Pamięci ofiarom wyklętym
Sędzia będący prokuratorem i oprawcą zarazem, jest zbrodniarzem
Pamięci ofiarom wykletym
Idzie wojsko poprzez wieś.
Lepiej chłopcom z drogi zejść,
schować kury i pszenice,
a Martę upchnąć na stryszek,
albo do piwnicy gdzieś.
Za krzakami siedzi dwóch.
Siwy dym się ścieli z luf.
Właśnie z tego zagajnika,
geometry pomocnika,
zabili gdy szedł do krów.
Wloką milicjantów trzech.
Z nagich pleców spływa krew.
Służyli ludowej władzy,
będą teraz wisieć nadzy,
na gałęziach polnych drzew.
Idzie wojsko, we wsi strach.
Nagle; głośne: trach, trach trach.
To przyjechała bezpieka,
oddział do lasu ucieka,
Proboszcz oczy ma we łzach.
Przy grobie stoi gromada.
Wdowa dzieci tuli blada.
Parobkiem był za sanacji,
przyjął udział z parcelacji.
Zginął przez donos sąsiada.
Los okrutnie dotknął Martę.
Wpadli, gdy skończyli wartę.
Wywlekli ją za stodołę,
porzucili dziewczę gołe,
Ojciec nie chce jej z bękartem.
Komentarze (26)
wiersz godny przeczytania
Doczekamy czasów, że "budowniczych" pomników
smoleńskich tęż będzie się wyklinać, albo przeklinać.
Jak kto woli!
dobry wiersz o przeklętych z których dziś ludzie małej
wiedzy czynią bohaterów,pozdrawiam z szacunkiem
bardzo dobry przekaz trzeba pisać o historii
dramatycznej dla wielu rodzin - podobna historię
opisałam w "odległe wspomnienia" może nie tak
dramatycznie ...
pozdrawiam;-)
Ireneo! uwagi o sędziach - nie chcialem wyrywać z
kontekstu, choć może tak wyszło.
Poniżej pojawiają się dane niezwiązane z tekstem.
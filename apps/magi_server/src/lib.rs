//! HTTP surface for the Magi report.
//!
//! Every request resolves both charts afresh; only the ephemeris backends,
//! orb table and chart inputs are shared between requests.

mod error;
mod handlers;

pub use error::WebError;
pub use handlers::*;

use axum::{routing::get, Router};
use magi::{AspectEngine, Chart, PositionResolver};
use std::sync::Arc;
use std::time::Duration;

pub struct AppState {
    pub resolver: PositionResolver,
    pub engine: AspectEngine,
    pub charts: [Chart; 2],
    pub request_timeout: Duration,
}

pub fn build_router(state: AppState) -> Router {
    Router::new()
        .route("/", get(handlers::report_text))
        .route("/run", get(handlers::report_text))
        .route("/report.json", get(handlers::report_json))
        .route("/health", get(handlers::health))
        .fallback(handlers::not_found)
        .with_state(Arc::new(state))
}
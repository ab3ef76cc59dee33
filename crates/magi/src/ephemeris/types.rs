use serde::{Deserialize, Serialize};
use std::env;
use std::fmt;
use std::path::PathBuf;
use std::str::FromStr;

/// Geographic location coordinates
#[derive(Debug, Clone, Copy, PartialEq, Serialize, Deserialize)]
pub struct GeoLocation {
    pub lat: f64,
    pub lon: f64,
}

/// Reference frame longitudes are reported in
#[derive(Debug, Clone, Copy, PartialEq, Eq, Default, Serialize, Deserialize)]
#[serde(rename_all = "lowercase")]
pub enum Frame {
    #[default]
    Geocentric,
    Heliocentric,
}

impl FromStr for Frame {
    type Err = String;

    fn from_str(s: &str) -> Result<Self, Self::Err> {
        match s.trim().to_lowercase().as_str() {
            "geocentric" => Ok(Frame::Geocentric),
            "heliocentric" => Ok(Frame::Heliocentric),
            other => Err(format!(
                "unknown frame '{}', expected 'geocentric' or 'heliocentric'",
                other
            )),
        }
    }
}

impl fmt::Display for Frame {
    fn fmt(&self, f: &mut fmt::Formatter<'_>) -> fmt::Result {
        match self {
            Frame::Geocentric => f.write_str("geocentric"),
            Frame::Heliocentric => f.write_str("heliocentric"),
        }
    }
}

/// Settings for the one-time ephemeris initialisation
#[derive(Debug, Clone, PartialEq, Serialize, Deserialize)]
pub struct EphemerisSettings {
    /// Directory holding the Swiss Ephemeris `.se1` files
    pub path: PathBuf,
    pub frame: Frame,
}

impl EphemerisSettings {
    /// `SWISS_EPHEMERIS_PATH`, falling back to the conventional install location.
    pub fn default_path() -> PathBuf {
        env::var("SWISS_EPHEMERIS_PATH")
            .map(PathBuf::from)
            .unwrap_or_else(|_| PathBuf::from("/usr/local/share/swisseph"))
    }
}

impl Default for EphemerisSettings {
    fn default() -> Self {
        Self {
            path: Self::default_path(),
            frame: Frame::default(),
        }
    }
}
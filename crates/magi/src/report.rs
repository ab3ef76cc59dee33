//! Natal and synastry results for a pair of charts, plus their text rendering.

use crate::aspects::{AspectEngine, AspectMatch, ComparisonMode};
use crate::chart::Chart;
use crate::error::MagiError;
use crate::positions::{PositionMap, PositionResolver};
use serde::Serialize;
use std::fmt;

#[derive(Debug, Clone, Serialize)]
pub struct ChartReport {
    pub chart: Chart,
    pub positions: PositionMap,
    pub natal_aspects: Vec<AspectMatch>,
}

impl ChartReport {
    pub fn compute(
        resolver: &PositionResolver,
        engine: &AspectEngine,
        chart: &Chart,
    ) -> Result<Self, MagiError> {
        let positions = resolver.resolve(chart)?;
        let natal_aspects = engine.natal(&positions);
        Ok(Self {
            chart: chart.clone(),
            positions,
            natal_aspects,
        })
    }
}

#[derive(Debug, Clone, Serialize)]
pub struct SynastryReport {
    pub first: ChartReport,
    pub second: ChartReport,
    pub synastry_aspects: Vec<AspectMatch>,
    pub natal_orb: f64,
    pub synastry_orb: f64,
}

impl SynastryReport {
    /// Resolve both charts, match each one natally, then match across them.
    pub fn compute(
        resolver: &PositionResolver,
        engine: &AspectEngine,
        first: &Chart,
        second: &Chart,
    ) -> Result<Self, MagiError> {
        let first = ChartReport::compute(resolver, engine, first)?;
        let second = ChartReport::compute(resolver, engine, second)?;
        let synastry_aspects = engine.synastry(&first.positions, &second.positions);
        log::debug!(
            "{} / {}: {} + {} natal, {} synastry aspects",
            first.chart.name,
            second.chart.name,
            first.natal_aspects.len(),
            second.natal_aspects.len(),
            synastry_aspects.len()
        );

        Ok(Self {
            first,
            second,
            synastry_aspects,
            natal_orb: engine.orb_for(ComparisonMode::Natal),
            synastry_orb: engine.orb_for(ComparisonMode::Synastry),
        })
    }

    pub fn render_text(&self) -> String {
        self.to_string()
    }
}

/// Orbs print as written in the configuration, keeping one decimal for whole degrees.
struct OrbLabel(f64);

impl fmt::Display for OrbLabel {
    fn fmt(&self, f: &mut fmt::Formatter<'_>) -> fmt::Result {
        if self.0.fract() == 0.0 {
            write!(f, "{:.1}", self.0)
        } else {
            write!(f, "{}", self.0)
        }
    }
}

fn write_positions(f: &mut fmt::Formatter<'_>, report: &ChartReport) -> fmt::Result {
    writeln!(f, "\nPlanetary Positions for {}:", report.chart.name)?;
    for (body, pos) in &report.positions {
        write!(f, "  {:<10}: {:>7.3}°", body.name(), pos.longitude)?;
        if pos.degraded {
            write!(f, " (ephemeris unavailable)")?;
        } else if !pos.rx_label.is_empty() {
            write!(f, " {}", pos.rx_label)?;
        }
        writeln!(f)?;
    }
    Ok(())
}

fn write_aspect_detail(f: &mut fmt::Formatter<'_>, aspect: &AspectMatch) -> fmt::Result {
    writeln!(
        f,
        "({}, {}, Orb: {:.2}°) [{}]",
        aspect.aspect_name, aspect.aspect_class, aspect.deviation, aspect.dimension
    )
}

fn write_natal(f: &mut fmt::Formatter<'_>, report: &ChartReport, orb: f64) -> fmt::Result {
    writeln!(f, "\nNatal Aspects for {} (Orb: {}°):", report.chart.name, OrbLabel(orb))?;
    if report.natal_aspects.is_empty() {
        return writeln!(f, "  No natal aspects found within the defined orbs.");
    }
    for aspect in &report.natal_aspects {
        write!(
            f,
            "  {:<10} {} {:<10} ",
            aspect.body1.name(),
            aspect.symbol,
            aspect.body2.name()
        )?;
        write_aspect_detail(f, aspect)?;
    }
    Ok(())
}

impl fmt::Display for SynastryReport {
    fn fmt(&self, f: &mut fmt::Formatter<'_>) -> fmt::Result {
        let name1 = &self.first.chart.name;
        let name2 = &self.second.chart.name;

        writeln!(f, "--- Magi Astrology Report ---")?;
        writeln!(f, "Chart 1: {} ({})", name1, self.first.chart.date)?;
        writeln!(f, "Chart 2: {} ({})", name2, self.second.chart.date)?;
        writeln!(f, "--------------------------")?;

        write_positions(f, &self.first)?;
        write_positions(f, &self.second)?;

        write_natal(f, &self.first, self.natal_orb)?;
        write_natal(f, &self.second, self.natal_orb)?;

        writeln!(
            f,
            "\nSynastry Aspects between {} and {} (Orb: {}°):",
            name1,
            name2,
            OrbLabel(self.synastry_orb)
        )?;
        if self.synastry_aspects.is_empty() {
            return writeln!(f, "  No synastry aspects found within the defined orbs.");
        }
        for aspect in &self.synastry_aspects {
            write!(
                f,
                "  {}'s {:<10} {} {}'s {:<10} ",
                name1,
                aspect.body1.name(),
                aspect.symbol,
                name2,
                aspect.body2.name()
            )?;
            write_aspect_detail(f, aspect)?;
        }
        Ok(())
    }
}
Podobnie - nie możemy
wyrywać samej zbrodni nawet z kontekstu sytuacji i
historii. czasami - osadzenie czlowieka w określonej
sytuacji - samo w sobie jest zbrodnią i - czyni go np.
żolnierzem wyklętym, czy przeklętym.
Zbrodnie jednak zawsze powinny być nazwane po imieniu,
niezależnie od tego w jakimcelu się nimi poslużono.
Sprowadzenie sytuacji wojennej - już może być
zbrodnią.
Wiktorze, autor chciał wskazać, że ten, "kto jest
zarazem..." Myślę, że przyczyną jest wyrwanie z
kontekstu zbitki - sędzia - zbrodniarz. Nie, gdyż
wówczas taką zbitkę bym zrobił. Zawód - sędzia, to
pragmatyka, a w niej nie ma orzekania i wykonania
orzeczonej kary. Kto tak robi nie jest sędzią a katem.
Karę wykonuje przecież kat. Tego co powyżej, nie
traktuj jako polemiki. Nie to forum. Traktuj jako
uzasadnienie dla konstrukcji obrazu. Nic o sędziach,
gdyż w tamtych warunkach, takiego nie było. To co było
można by porównać do "Trupiego synodu"
Łączę pozdrowienia:)
Potrzebny wiersz, pozdrawiam.
A jednak - Ireneo - jest przypisek na gorze - pnad
wierszem o sedziach - zbrodniarzach. Poza wszystkim:
bardzo łatwo jest rozpsać zbrodnię na trzy
osoby:prokuratora, sędziego i kata. Jest jeszcze
oficer śledczy i asystujący adwokat.
Nie mniej - wiersz napisany jest bardzo sprawnie i
uważam go za potrzebny, choć - do dyskusji.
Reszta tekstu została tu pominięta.